Data for this task:
---

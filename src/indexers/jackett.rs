use std::time::Duration;

use async_trait::async_trait;
use reqwest::{Client, Method, Request, Url};
use serde::Deserialize;

use crate::{
    app_state::AppError,
    media::{Media, MediaKind},
    metadata::LimitedRequestClient,
    torrent_item::{Privacy, TorrentItem},
};

use super::{IndexerAdapter, apply_seeder_cutoff, lenient_u32, lenient_u64};

const MOVIE_CATEGORY: &str = "2000";
const TV_CATEGORY: &str = "5000";

/// Jackett aggregates many heterogenous indexers behind one Torznab-style
/// endpoint; result rows carry whichever of magnet/link/hash the upstream
/// indexer knows.
#[derive(Debug)]
pub struct JackettApi {
    client: LimitedRequestClient,
    base_url: Url,
    api_key: String,
}

impl JackettApi {
    pub fn new(base_url: &str, api_key: String) -> anyhow::Result<Self> {
        let client = LimitedRequestClient::new(Client::new(), 5, Duration::from_secs(1));
        Ok(Self {
            client,
            base_url: Url::parse(base_url)?,
            api_key,
        })
    }

    pub async fn search(&self, query: &str, kind: MediaKind) -> Result<Vec<JackettRow>, AppError> {
        let mut url = self.base_url.clone();
        url.path_segments_mut()
            .unwrap()
            .push("api")
            .push("v2.0")
            .push("indexers")
            .push("all")
            .push("results");
        url.query_pairs_mut()
            .append_pair("apikey", &self.api_key)
            .append_pair("Query", query)
            .append_pair(
                "Category[]",
                match kind {
                    MediaKind::Movie => MOVIE_CATEGORY,
                    MediaKind::Series => TV_CATEGORY,
                },
            );
        let response: JackettResponse =
            self.client.request(Request::new(Method::GET, url)).await?;
        Ok(response.results)
    }
}

#[derive(Debug, Deserialize)]
struct JackettResponse {
    #[serde(rename = "Results", default)]
    results: Vec<JackettRow>,
}

#[derive(Debug, Deserialize)]
pub struct JackettRow {
    #[serde(rename = "Title", default)]
    pub title: String,
    #[serde(rename = "Size", default, deserialize_with = "lenient_u64")]
    pub size: u64,
    #[serde(rename = "Seeders", default, deserialize_with = "lenient_u32")]
    pub seeders: u32,
    #[serde(rename = "MagnetUri", default)]
    pub magnet_uri: Option<String>,
    #[serde(rename = "Link", default)]
    pub link: Option<String>,
    #[serde(rename = "InfoHash", default)]
    pub info_hash: Option<String>,
    #[serde(rename = "Tracker", default)]
    pub tracker: String,
    #[serde(rename = "TrackerType", default)]
    pub tracker_type: String,
}

pub struct JackettAdapter {
    pub api: &'static JackettApi,
    pub min_seeders: u32,
}

impl JackettAdapter {
    fn query_for(&self, media: &Media) -> String {
        let title = media.primary_title();
        match media.kind {
            MediaKind::Movie => match &media.year {
                Some(year) => format!("{title} {year}"),
                None => title.to_string(),
            },
            MediaKind::Series => match (&media.season, &media.episode) {
                (Some(season), Some(episode)) => format!("{title} {season}{episode}"),
                _ => title.to_string(),
            },
        }
    }
}

#[async_trait]
impl IndexerAdapter for JackettAdapter {
    fn name(&self) -> &'static str {
        "Jackett"
    }

    async fn search(&self, media: &Media) -> Result<Vec<TorrentItem>, AppError> {
        let rows = self.api.search(&self.query_for(media), media.kind).await?;
        let items = rows
            .into_iter()
            .filter(|row| !row.title.is_empty())
            .filter_map(|row| {
                // A row is only usable with a fetchable link or a magnet.
                let link = row.magnet_uri.clone().or(row.link.clone())?;
                let privacy = if row.tracker_type.eq_ignore_ascii_case("private") {
                    Privacy::Private
                } else {
                    Privacy::Public
                };
                let mut item = TorrentItem::new(
                    row.title,
                    row.size,
                    row.info_hash.filter(|h| h.len() == 40),
                    Some(link),
                    row.seeders,
                    if row.tracker.is_empty() {
                        self.name().to_string()
                    } else {
                        row.tracker
                    },
                    media.kind,
                    privacy,
                );
                item.magnet = row.magnet_uri;
                Some(item)
            })
            .collect();
        Ok(apply_seeder_cutoff(items, self.min_seeders))
    }
}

---

Activity: Repeat all of the data exactly. Include every line.

Solved problem:
filename src/indexers/jackett.rs
use std::time::Duration;

use async_trait::async_trait;
use reqwest::{Client, Method, Request, Url};
use serde::Deserialize;

use crate::{
    app_state::AppError,
    media::{Media, MediaKind},
    metadata::LimitedRequestClient,
    torrent_item::{Privacy, TorrentItem},
};

use super::{IndexerAdapter, apply_seeder_cutoff, lenient_u32, lenient_u64};

const MOVIE_CATEGORY: &str = "2000";
const TV_CATEGORY: &str = "5000";

/// Jackett aggregates many heterogenous indexers behind one Torznab-style
/// endpoint; result rows carry whichever of magnet/link/hash the upstream
/// indexer knows.
#[derive(Debug)]
pub struct JackettApi {
    client: LimitedRequestClient,
    base_url: Url,
    api_key: String,
}

impl JackettApi {
    pub fn new(base_url: &str, api_key: String) -> anyhow::Result<Self> {
        let client = LimitedRequestClient::new(Client::new(), 5, Duration::from_secs(1));
        Ok(Self {
            client,
            base_url: Url::parse(base_url)?,
            api_key,
        })
    }

    pub async fn search(&self, query: &str, kind: MediaKind) -> Result<Vec<JackettRow>, AppError> {
        let mut url = self.base_url.clone();
        url.path_segments_mut()
            .unwrap()
            .push("api")
            .push("v2.0")
            .push("indexers")
            .push("all")
            .push("results");
        url.query_pairs_mut()
            .append_pair("apikey", &self.api_key)
            .append_pair("Query", query)
            .append_pair(
                "Category[]",
                match kind {
                    MediaKind::Movie => MOVIE_CATEGORY,
                    MediaKind::Series => TV_CATEGORY,
                },
            );
        let response: JackettResponse =
            self.client.request(Request::new(Method::GET, url)).await?;
        Ok(response.results)
    }
}

#[derive(Debug, Deserialize)]
struct JackettResponse {
    #[serde(rename = "Results", default)]
    results: Vec<JackettRow>,
}

#[derive(Debug, Deserialize)]
pub struct JackettRow {
    #[serde(rename = "Title", default)]
    pub title: String,
    #[serde(rename = "Size", default, deserialize_with = "lenient_u64")]
    pub size: u64,
    #[serde(rename = "Seeders", default, deserialize_with = "lenient_u32")]
    pub seeders: u32,
    #[serde(rename = "MagnetUri", default)]
    pub magnet_uri: Option<String>,
    #[serde(rename = "Link", default)]
    pub link: Option<String>,
    #[serde(rename = "InfoHash", default)]
    pub info_hash: Option<String>,
    #[serde(rename = "Tracker", default)]
    pub tracker: String,
    #[serde(rename = "TrackerType", default)]
    pub tracker_type: String,
}

pub struct JackettAdapter {
    pub api: &'static JackettApi,
    pub min_seeders: u32,
}

impl JackettAdapter {
    fn query_for(&self, media: &Media) -> String {
        let title = media.primary_title();
        match media.kind {
            MediaKind::Movie => match &media.year {
                Some(year) => format!("{title} {year}"),
                None => title.to_string(),
            },
            MediaKind::Series => match (&media.season, &media.episode) {
                (Some(season), Some(episode)) => format!("{title} {season}{episode}"),
                _ => title.to_string(),
            },
        }
    }
}

#[async_trait]
impl IndexerAdapter for JackettAdapter {
    fn name(&self) -> &'static str {
        "Jackett"
    }

    async fn search(&self, media: &Media) -> Result<Vec<TorrentItem>, AppError> {
        let rows = self.api.search(&self.query_for(media), media.kind).await?;
        let items = rows
            .into_iter()
            .filter(|row| !row.title.is_empty())
            .filter_map(|row| {
                // A row is only usable with a fetchable link or a magnet.
                let link = row.magnet_uri.clone().or(row.link.clone())?;
                let privacy = if row.tracker_type.eq_ignore_ascii_case("private") {
                    Privacy::Private
                } else {
                    Privacy::Public
                };
                let mut item = TorrentItem::new(
                    row.title,
                    row.size,
                    row.info_hash.filter(|h| h.len() == 40),
                    Some(link),
                    row.seeders,
                    if row.tracker.is_empty() {
                        self.name().to_string()
                    } else {
                        row.tracker
                    },
                    media.kind,
                    privacy,
                );
                item.magnet = row.magnet_uri;
                Some(item)
            })
            .collect();
        Ok(apply_seeder_cutoff(items, self.min_seeders))
    }
}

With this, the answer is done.